### Problem description:
What you hand back must match the listing exactly.

### Input for this task:
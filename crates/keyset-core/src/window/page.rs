//! Result windows and page info.

#[cfg(feature = "schema")]
use schemars::JsonSchema;
use serde::{Deserialize, Serialize};

use crate::cursor::CursorCodec;
use crate::error::Result;
use crate::types::Record;

/// Boundary metadata of a page, in the relay connection shape.
#[derive(Debug, Clone, Default, PartialEq, Eq, Serialize, Deserialize)]
#[cfg_attr(feature = "schema", derive(JsonSchema))]
#[serde(rename_all = "camelCase")]
pub struct PageInfo {
    /// Whether rows exist before this page.
    pub has_previous_page: bool,
    /// Whether rows exist after this page.
    pub has_next_page: bool,
    /// Cursor of the first row, if any.
    pub start_cursor: Option<String>,
    /// Cursor of the last row, if any.
    pub end_cursor: Option<String>,
}

/// A row together with its cursor.
#[derive(Debug, Clone, PartialEq, Serialize, Deserialize)]
#[cfg_attr(feature = "schema", derive(JsonSchema))]
pub struct Edge<T> {
    /// Opaque position of the row.
    pub cursor: String,
    /// The row itself.
    pub node: T,
}

/// One page of rows in display order, with its boundary flags.
#[derive(Debug, Clone)]
pub struct Window<T> {
    items: Vec<T>,
    has_previous_page: bool,
    has_next_page: bool,
    codec: CursorCodec,
}

impl<T> Window<T> {
    pub(crate) fn new(
        items: Vec<T>,
        has_previous_page: bool,
        has_next_page: bool,
        codec: CursorCodec,
    ) -> Self {
        Self {
            items,
            has_previous_page,
            has_next_page,
            codec,
        }
    }

    /// Returns the rows of the page.
    #[inline]
    pub fn items(&self) -> &[T] {
        &self.items
    }

    /// Consumes the page, returning its rows.
    pub fn into_items(self) -> Vec<T> {
        self.items
    }

    /// Whether rows exist before this page.
    #[inline]
    pub fn has_previous_page(&self) -> bool {
        self.has_previous_page
    }

    /// Whether rows exist after this page.
    #[inline]
    pub fn has_next_page(&self) -> bool {
        self.has_next_page
    }

    /// Returns the number of rows.
    #[inline]
    pub fn len(&self) -> usize {
        self.items.len()
    }

    /// Returns true if the page holds no rows.
    #[inline]
    pub fn is_empty(&self) -> bool {
        self.items.is_empty()
    }
}

impl<T: Record> Window<T> {
    /// Encodes the position of `record` for use as `before`/`after`.
    pub fn cursor_for(&self, record: &T) -> Result<String> {
        self.codec.encode(record)
    }

    /// Returns the cursor of the first row.
    pub fn start_cursor(&self) -> Result<Option<String>> {
        self.items.first().map(|item| self.cursor_for(item)).transpose()
    }

    /// Returns the cursor of the last row.
    pub fn end_cursor(&self) -> Result<Option<String>> {
        self.items.last().map(|item| self.cursor_for(item)).transpose()
    }

    /// Returns the page metadata.
    pub fn page_info(&self) -> Result<PageInfo> {
        Ok(PageInfo {
            has_previous_page: self.has_previous_page,
            has_next_page: self.has_next_page,
            start_cursor: self.start_cursor()?,
            end_cursor: self.end_cursor()?,
        })
    }

    /// Pairs every row with its cursor.
    pub fn into_edges(self) -> Result<Vec<Edge<T>>> {
        let codec = self.codec;
        self.items
            .into_iter()
            .map(|node| {
                let cursor = codec.encode(&node)?;
                Ok(Edge { cursor, node })
            })
            .collect()
    }
}

#[cfg(test)]
mod tests {
    use std::collections::BTreeMap;

    use super::*;
    use crate::ordering::{KeysetOrdering, OrderDescriptor, SortOrder};
    use crate::types::Value;

    fn window(ids: &[i64]) -> Window<BTreeMap<String, Value>> {
        let ordering = KeysetOrdering::new(vec![
            OrderDescriptor::column("id", SortOrder::Asc).with_distinct(true),
        ])
        .unwrap();
        let items = ids
            .iter()
            .map(|id| BTreeMap::from([("id".to_owned(), Value::Int(*id))]))
            .collect();
        Window::new(items, true, false, CursorCodec::new(ordering))
    }

    #[test]
    fn page_info_cursors_match_edges() {
        let page = window(&[1, 2, 3]);
        let info = page.page_info().unwrap();
        assert!(info.has_previous_page);
        assert!(!info.has_next_page);

        let edges = page.into_edges().unwrap();
        assert_eq!(info.start_cursor.as_deref(), Some(edges[0].cursor.as_str()));
        assert_eq!(info.end_cursor.as_deref(), Some(edges[2].cursor.as_str()));
    }

    #[test]
    fn empty_page_has_no_cursors() {
        let page = window(&[]);
        assert!(page.is_empty());
        assert_eq!(page.start_cursor().unwrap(), None);
        assert_eq!(page.end_cursor().unwrap(), None);
    }

    #[test]
    fn page_info_serializes_camel_case() {
        let info = PageInfo {
            has_next_page: true,
            ..PageInfo::default()
        };
        let json = serde_json::to_value(&info).unwrap();
        assert_eq!(json["hasNextPage"], true);
        assert_eq!(json["startCursor"], serde_json::Value::Null);
    }
}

### Result:
filename crates/keyset-core/src/window/page.rs
//! Result windows and page info.

#[cfg(feature = "schema")]
use schemars::JsonSchema;
use serde::{Deserialize, Serialize};

use crate::cursor::CursorCodec;
use crate::error::Result;
use crate::types::Record;

/// Boundary metadata of a page, in the relay connection shape.
#[derive(Debug, Clone, Default, PartialEq, Eq, Serialize, Deserialize)]
#[cfg_attr(feature = "schema", derive(JsonSchema))]
#[serde(rename_all = "camelCase")]
pub struct PageInfo {
    /// Whether rows exist before this page.
    pub has_previous_page: bool,
    /// Whether rows exist after this page.
    pub has_next_page: bool,
    /// Cursor of the first row, if any.
    pub start_cursor: Option<String>,
    /// Cursor of the last row, if any.
    pub end_cursor: Option<String>,
}

/// A row together with its cursor.
#[derive(Debug, Clone, PartialEq, Serialize, Deserialize)]
#[cfg_attr(feature = "schema", derive(JsonSchema))]
pub struct Edge<T> {
    /// Opaque position of the row.
    pub cursor: String,
    /// The row itself.
    pub node: T,
}

/// One page of rows in display order, with its boundary flags.
#[derive(Debug, Clone)]
pub struct Window<T> {
    items: Vec<T>,
    has_previous_page: bool,
    has_next_page: bool,
    codec: CursorCodec,
}

impl<T> Window<T> {
    pub(crate) fn new(
        items: Vec<T>,
        has_previous_page: bool,
        has_next_page: bool,
        codec: CursorCodec,
    ) -> Self {
        Self {
            items,
            has_previous_page,
            has_next_page,
            codec,
        }
    }

    /// Returns the rows of the page.
    #[inline]
    pub fn items(&self) -> &[T] {
        &self.items
    }

    /// Consumes the page, returning its rows.
    pub fn into_items(self) -> Vec<T> {
        self.items
    }

    /// Whether rows exist before this page.
    #[inline]
    pub fn has_previous_page(&self) -> bool {
        self.has_previous_page
    }

    /// Whether rows exist after this page.
    #[inline]
    pub fn has_next_page(&self) -> bool {
        self.has_next_page
    }

    /// Returns the number of rows.
    #[inline]
    pub fn len(&self) -> usize {
        self.items.len()
    }

    /// Returns true if the page holds no rows.
    #[inline]
    pub fn is_empty(&self) -> bool {
        self.items.is_empty()
    }
}

impl<T: Record> Window<T> {
    /// Encodes the position of `record` for use as `before`/`after`.
    pub fn cursor_for(&self, record: &T) -> Result<String> {
        self.codec.encode(record)
    }

    /// Returns the cursor of the first row.
    pub fn start_cursor(&self) -> Result<Option<String>> {
        self.items.first().map(|item| self.cursor_for(item)).transpose()
    }

    /// Returns the cursor of the last row.
    pub fn end_cursor(&self) -> Result<Option<String>> {
        self.items.last().map(|item| self.cursor_for(item)).transpose()
    }

    /// Returns the page metadata.
    pub fn page_info(&self) -> Result<PageInfo> {
        Ok(PageInfo {
            has_previous_page: self.has_previous_page,
            has_next_page: self.has_next_page,
            start_cursor: self.start_cursor()?,
            end_cursor: self.end_cursor()?,
        })
    }

    /// Pairs every row with its cursor.
    pub fn into_edges(self) -> Result<Vec<Edge<T>>> {
        let codec = self.codec;
        self.items
            .into_iter()
            .map(|node| {
                let cursor = codec.encode(&node)?;
                Ok(Edge { cursor, node })
            })
            .collect()
    }
}

#[cfg(test)]
mod tests {
    use std::collections::BTreeMap;

    use super::*;
    use crate::ordering::{KeysetOrdering, OrderDescriptor, SortOrder};
    use crate::types::Value;

    fn window(ids: &[i64]) -> Window<BTreeMap<String, Value>> {
        let ordering = KeysetOrdering::new(vec![
            OrderDescriptor::column("id", SortOrder::Asc).with_distinct(true),
        ])
        .unwrap();
        let items = ids
            .iter()
            .map(|id| BTreeMap::from([("id".to_owned(), Value::Int(*id))]))
            .collect();
        Window::new(items, true, false, CursorCodec::new(ordering))
    }

    #[test]
    fn page_info_cursors_match_edges() {
        let page = window(&[1, 2, 3]);
        let info = page.page_info().unwrap();
        assert!(info.has_previous_page);
        assert!(!info.has_next_page);

        let edges = page.into_edges().unwrap();
        assert_eq!(info.start_cursor.as_deref(), Some(edges[0].cursor.as_str()));
        assert_eq!(info.end_cursor.as_deref(), Some(edges[2].cursor.as_str()));
    }

    #[test]
    fn empty_page_has_no_cursors() {
        let page = window(&[]);
        assert!(page.is_empty());
        assert_eq!(page.start_cursor().unwrap(), None);
        assert_eq!(page.end_cursor().unwrap(), None);
    }

    #[test]
    fn page_info_serializes_camel_case() {
        let info = PageInfo {
            has_next_page: true,
            ..PageInfo::default()
        };
        let json = serde_json::to_value(&info).unwrap();
        assert_eq!(json["hasNextPage"], true);
        assert_eq!(json["startCursor"], serde_json::Value::Null);
    }
}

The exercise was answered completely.